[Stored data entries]

##########

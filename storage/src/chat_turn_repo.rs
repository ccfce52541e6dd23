//! Chat turn repository: append-only question/answer history per user.

use async_trait::async_trait;
use tracing::info;

use crate::error::StorageError;
use crate::models::ChatTurn;
use crate::repository::ChatTurnStore;
use crate::sqlite_pool::SqlitePoolManager;
use crate::user_repo::ensure_user_exists;

#[derive(Clone)]
pub struct ChatTurnRepository {
    pool_manager: SqlitePoolManager,
}

impl ChatTurnRepository {
    pub fn new(pool_manager: SqlitePoolManager) -> Self {
        Self { pool_manager }
    }
}

#[async_trait]
impl ChatTurnStore for ChatTurnRepository {
    async fn save_turn(&self, turn: &ChatTurn) -> Result<(), StorageError> {
        let pool = self.pool_manager.pool();
        ensure_user_exists(pool, &turn.user_id).await?;

        sqlx::query(
            r#"
            INSERT INTO chat_turns (id, user_id, question, answer, created_at)
            VALUES (?, ?, ?, ?, ?)
            "#,
        )
        .bind(&turn.id)
        .bind(&turn.user_id)
        .bind(&turn.question)
        .bind(&turn.answer)
        .bind(turn.created_at)
        .execute(pool)
        .await?;

        info!("Saved chat turn: id={}, user_id={}", turn.id, turn.user_id);
        Ok(())
    }

    async fn recent_turns(
        &self,
        user_id: &str,
        limit: i64,
    ) -> Result<Vec<ChatTurn>, StorageError> {
        let turns = sqlx::query_as::<_, ChatTurn>(
            r#"
            SELECT id, user_id, question, answer, created_at FROM chat_turns
            WHERE user_id = ?
            ORDER BY created_at DESC, rowid DESC
            LIMIT ?
            "#,
        )
        .bind(user_id)
        .bind(limit.max(0))
        .fetch_all(self.pool_manager.pool())
        .await?;

        info!("Retrieved {} recent turns for user {}", turns.len(), user_id);
        Ok(turns)
    }
}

##########

WHAT TO WORK ON
Would you output, from the records above, exactly the run of lines that starts at the line containing "use crate::user_repo::ensure_user_exists;" and ends at the line containing "#[async_trait]", and only that run?

REPLY TO THE EXERCISE
use crate::user_repo::ensure_user_exists;

#[derive(Clone)]
pub struct ChatTurnRepository {
    pool_manager: SqlitePoolManager,
}

impl ChatTurnRepository {
    pub fn new(pool_manager: SqlitePoolManager) -> Self {
        Self { pool_manager }
    }
}

#[async_trait]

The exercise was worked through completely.